How to Help a Friend
This page is to be used for information purposes only. If you or a friend is in crisis, please visit http://notalone.stanford.edu.
Understand the Situation
Before talking to your friend about her traumatic experience, it is important to understand the sensitive situation. No one deserves to be sexually assaulted under any circumstances, and someone who has experienced it has been violated and needs your support, but any decision to take action she makes is ultimately hers. As her friend, it is important to provide a safe, accepting space for her. You can offer to help with decision-making, but do not make decisions for her.
As a friend, this is one of your most important roles. You may not feel equipped to offer advice, but you are able to listen, no matter what your experience with or knowledge of sexual assault may be. Listen patiently, and let your friend tell their story at their own pace. You can ask questions, but be careful not to ask for too many details if your friend seems hesitant. Offer to set aside a time to talk together in a private comfortable place. Recognize that this may be the first time your friend has recounted her sexual assault experience, and make sure to make her feel safe, and not judged.
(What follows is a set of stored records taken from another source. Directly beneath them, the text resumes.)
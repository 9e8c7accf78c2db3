//! HTTP/1.x request head parser and response encoder
//!
//! # Request head
//!
//! ```text
//! [METHOD] SP [TARGET] SP "HTTP/" [VERSION] CRLF
//! ([NAME] ":" [VALUE] CRLF)*
//! CRLF
//! ```
//!
//! Lines must end with exactly `CRLF` and the head must be valid `UTF-8`.
//! The body is not part of the head: its length is reported by
//! [`RequestHead::content_length`] and read by the transport.
//!
//! # Response
//!
//! Responses are written with a `content-length` header, or with
//! `transfer-encoding: chunked` for chunked responses.

use crate::http::types::{StatusCode, Version};
use memchr::{memchr, memmem};
use thiserror::Error;

/// Errors found while parsing a request head.
#[derive(Debug, Clone, PartialEq, Eq, Error)]
pub enum WireError {
    #[error("request head is incomplete")]
    Incomplete,

    #[error("invalid request line")]
    InvalidRequestLine,

    #[error("unsupported HTTP version")]
    UnsupportedVersion,

    #[error("invalid header line")]
    InvalidHeader,

    #[error("too many headers (limit {0})")]
    TooManyHeaders(usize),

    #[error("invalid content-length")]
    InvalidContentLength,

    #[error("request head is not valid UTF-8")]
    NotUtf8,
}

/// Parsed request line and headers.
#[derive(Debug, Clone, PartialEq, Eq)]
pub struct RequestHead {
    pub method: String,
    pub target: String,
    pub version: Version,
    /// Header lines in arrival order, names as sent.
    pub headers: Vec<(String, String)>,
}

impl RequestHead {
    /// Parses a request head from the start of `buf`.
    ///
    /// Returns the head and the number of bytes it occupied, so the caller
    /// can hand the rest of the buffer to the body reader.
    ///
    /// # Examples
    /// ```
    /// use maker_conn::http::wire::{RequestHead, WireError};
    ///
    /// let raw = b"GET /users?page=2 HTTP/1.1\r\nHost: example.com\r\n\r\nrest";
    /// let (head, len) = RequestHead::parse(raw, 16).unwrap();
    ///
    /// assert_eq!(head.method, "GET");
    /// assert_eq!(head.target, "/users?page=2");
    /// assert_eq!(&raw[len..], b"rest");
    ///
    /// assert_eq!(RequestHead::parse(b"GET / HTTP/1.1\r\n", 16), Err(WireError::Incomplete));
    /// ```
    pub fn parse(buf: &[u8], header_limit: usize) -> Result<(Self, usize), WireError> {
        let end = memmem::find(buf, b"\r\n\r\n").ok_or(WireError::Incomplete)?;
        let head = simdutf8::basic::from_utf8(&buf[..end]).map_err(|_| WireError::NotUtf8)?;

        let mut lines = head.split("\r\n");
        let (method, target, version) = Self::parse_request_line(lines.next().unwrap_or(""))?;

        let mut headers = Vec::new();
        for line in lines {
            if headers.len() >= header_limit {
                return Err(WireError::TooManyHeaders(header_limit));
            }
            if line.contains('\r') || line.contains('\n') {
                return Err(WireError::InvalidHeader);
            }

            let colon = memchr(b':', line.as_bytes()).ok_or(WireError::InvalidHeader)?;
            let name = &line[..colon];
            if name.is_empty() || name.contains(' ') {
                return Err(WireError::InvalidHeader);
            }
            headers.push((name.to_owned(), line[colon + 1..].trim().to_owned()));
        }

        let head = RequestHead {
            method: method.to_owned(),
            target: target.to_owned(),
            version,
            headers,
        };
        Ok((head, end + 4))
    }

    fn parse_request_line(line: &str) -> Result<(&str, &str, Version), WireError> {
        let mut parts = line.split(' ');
        let (Some(method), Some(target), Some(version), None) =
            (parts.next(), parts.next(), parts.next(), parts.next())
        else {
            return Err(WireError::InvalidRequestLine);
        };

        if method.is_empty() || !method.bytes().all(|b| b.is_ascii_uppercase()) {
            return Err(WireError::InvalidRequestLine);
        }
        if !target.starts_with('/') {
            return Err(WireError::InvalidRequestLine);
        }
        let version = Version::from_bytes(version.as_bytes()).ok_or(WireError::UnsupportedVersion)?;

        Ok((method, target, version))
    }

    /// Length of the request body announced by the head.
    pub fn content_length(&self) -> Result<Option<usize>, WireError> {
        self.headers
            .iter()
            .find(|(name, _)| name.eq_ignore_ascii_case("content-length"))
            .map(|(_, value)| value.parse().map_err(|_| WireError::InvalidContentLength))
            .transpose()
    }
}

/// Writes a complete response with a `content-length` header.
pub(crate) fn encode_response(
    out: &mut Vec<u8>,
    version: Version,
    status: u16,
    headers: &[(String, String)],
    body: &[u8],
) {
    encode_head(out, version, status, headers);
    out.extend_from_slice(b"content-length: ");
    out.extend_from_slice(body.len().to_string().as_bytes());
    out.extend_from_slice(b"\r\n\r\n");
    out.extend_from_slice(body);
}

/// Writes the head of a chunked response.
pub(crate) fn encode_chunked_head(
    out: &mut Vec<u8>,
    version: Version,
    status: u16,
    headers: &[(String, String)],
) {
    encode_head(out, version, status, headers);
    out.extend_from_slice(b"transfer-encoding: chunked\r\n\r\n");
}

/// Writes one chunk. Empty data writes nothing, the empty chunk ends the body.
pub(crate) fn encode_chunk(out: &mut Vec<u8>, data: &[u8]) {
    if data.is_empty() {
        return;
    }
    out.extend_from_slice(format!("{:x}\r\n", data.len()).as_bytes());
    out.extend_from_slice(data);
    out.extend_from_slice(b"\r\n");
}

#[inline(always)]
pub(crate) fn encode_last_chunk(out: &mut Vec<u8>) {
    out.extend_from_slice(b"0\r\n\r\n");
}

fn encode_head(out: &mut Vec<u8>, version: Version, status: u16, headers: &[(String, String)]) {
    out.extend_from_slice(version.as_str().as_bytes());
    out.extend_from_slice(format!(" {status} ").as_bytes());
    out.extend_from_slice(StatusCode::reason(status).unwrap_or("").as_bytes());
    out.extend_from_slice(b"\r\n");

    for (name, value) in headers {
        out.extend_from_slice(name.as_bytes());
        out.extend_from_slice(b": ");
        out.extend_from_slice(value.as_bytes());
        out.extend_from_slice(b"\r\n");
    }
}

#[cfg(test)]
mod parse_tests {
    use super::*;

    #[test]
    fn valid() {
        let raw = b"POST /api/users?x=1 HTTP/1.0\r\nContent-Type: text/plain\r\nContent-Length: 5\r\nX-Empty:\r\n\r\nhello";
        let (head, len) = RequestHead::parse(raw, 8).unwrap();

        assert_eq!(head.method, "POST");
        assert_eq!(head.target, "/api/users?x=1");
        assert_eq!(head.version, Version::Http10);
        assert_eq!(
            head.headers,
            [
                ("Content-Type".to_owned(), "text/plain".to_owned()),
                ("Content-Length".to_owned(), "5".to_owned()),
                ("X-Empty".to_owned(), String::new()),
            ]
        );
        assert_eq!(head.content_length(), Ok(Some(5)));
        assert_eq!(&raw[len..], b"hello");
    }

    #[test]
    fn invalid() {
        #[rustfmt::skip]
        let cases: [(&[u8], WireError); 9] = [
            (b"GET / HTTP/1.1\r\nHost: a\r\n",            WireError::Incomplete),
            (b"GET /\r\n\r\n",                             WireError::InvalidRequestLine),
            (b"get / HTTP/1.1\r\n\r\n",                    WireError::InvalidRequestLine),
            (b"GET  / HTTP/1.1\r\n\r\n",                   WireError::InvalidRequestLine),
            (b"GET api HTTP/1.1\r\n\r\n",                  WireError::InvalidRequestLine),
            (b"GET / HTTP/2.0\r\n\r\n",                    WireError::UnsupportedVersion),
            (b"GET / HTTP/1.1\r\nNoColon\r\n\r\n",         WireError::InvalidHeader),
            (b"GET / HTTP/1.1\r\nBad Name: x\r\n\r\n",     WireError::InvalidHeader),
            (b"GET / HTTP/1.1\r\nA: \xff\r\n\r\n",         WireError::NotUtf8),
        ];

        for (raw, err) in cases {
            assert_eq!(RequestHead::parse(raw, 8), Err(err), "{:?}", String::from_utf8_lossy(raw));
        }
    }

    #[test]
    fn header_limit() {
        let raw = b"GET / HTTP/1.1\r\nA: 1\r\nB: 2\r\nC: 3\r\n\r\n";

        assert!(RequestHead::parse(raw, 3).is_ok());
        assert_eq!(RequestHead::parse(raw, 2), Err(WireError::TooManyHeaders(2)));
    }

    #[test]
    fn content_length() {
        let cases = [
            ("GET / HTTP/1.1\r\n\r\n", Ok(None)),
            ("GET / HTTP/1.1\r\ncontent-length: 0\r\n\r\n", Ok(Some(0))),
            ("GET / HTTP/1.1\r\nContent-Length: abc\r\n\r\n", Err(WireError::InvalidContentLength)),
        ];

        for (raw, expected) in cases {
            let (head, _) = RequestHead::parse(raw.as_bytes(), 8).unwrap();
            assert_eq!(head.content_length(), expected);
        }
    }
}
After the conversation, take time to discuss having your friend take the next steps. Offer to help her get professional help, but only if she wants it. Discuss with her other resources she can access on campus. If she wants to get medical care, counseling, or any other services, offer to accompany her if she wishes. Again, try to refrain from being critical or judgmental, and be open to whatever action your friend wants to take.
Take Care of Yourself
Remember to take care of yourself, too. If someone you know is has been sexually harassed, it is easy to feel upset or overwhelmed. Even though your friend is the one who has undergone the traumatic experience, it is perfectly understandable for you to seek professional help or support. Talking to a counselor may also help you have a better conversation with your friend.
- Stanford Confidential Support Team: 650-725-9955
- Stanford Office of Sexual Assault & Relationship Abuse Education & Response (SARA)
- Stanford Vaden Health Center
- Stanford Vaden Counseling and Psychological Services
Understand the Situation
Eating disorders include extreme attitudes, and behaviors about weight, self-image and food issues. They are often a dangerous response to other stresses in someone's life and can possibly have serious medical consequences.
Though eating disorders can come in many forms, some of the most common include anorexia, bulimia and binge eating. Anorexia is characterized by restricting food intake by intentional self-starvation. Bulimics engage in a cycle of bingeing and purging, where they eat large amounts of food in a short period of time, and later rid themselves of the food through vomiting, laxative usage,or excessive exercising. Binge-eating involves periods of uncontrolled eating to the point of feeling uncomfortable. Such periods are often followed by feelings of shame or self-hatred.
Signs to Look Out For
Most people struggle with eating disorders privately, but here is a partial a list of some general warning signs:
- Intense preoccupation with losing weight
- A distorted body image
- Paying constant attention to food and/or dieting
- Exercising compulsively for prolonged periods
- Withdrawal from friends and family
- Denial of being too thin
- Abusing laxatives and/or diet pills
Having a Conversation
If you are worried about your friend, suggest that the two of you meet someplace private to discuss your concerns openly in a caring, supportive way. If you are nervous, it may help to rehearse what you want to say beforehand. Be honest with your friend, and share your memories of some specific examples of when you were concerned about her eating or exercise behaviors. Avoid being accusatory, or blaming your friend for their actions. If your friend is open to seeking professional help, offer to go with her to find medical care or counseling or just research the issue more online. Remember that this is ultimately her decision.
Know Your Limits
It is possible that your friend will deny having any problem or may even be defensive, and it is your role as a friend to listen and remain supportive. Remind yourself that by approaching her and voicing your concerns, you have already made progress. It is easy to feel overwhelmed by a friend's situation, and if you are stressed, it might be useful to seek counseling or professional support yourself. Be careful not overlook your own well being for the sake of your friend.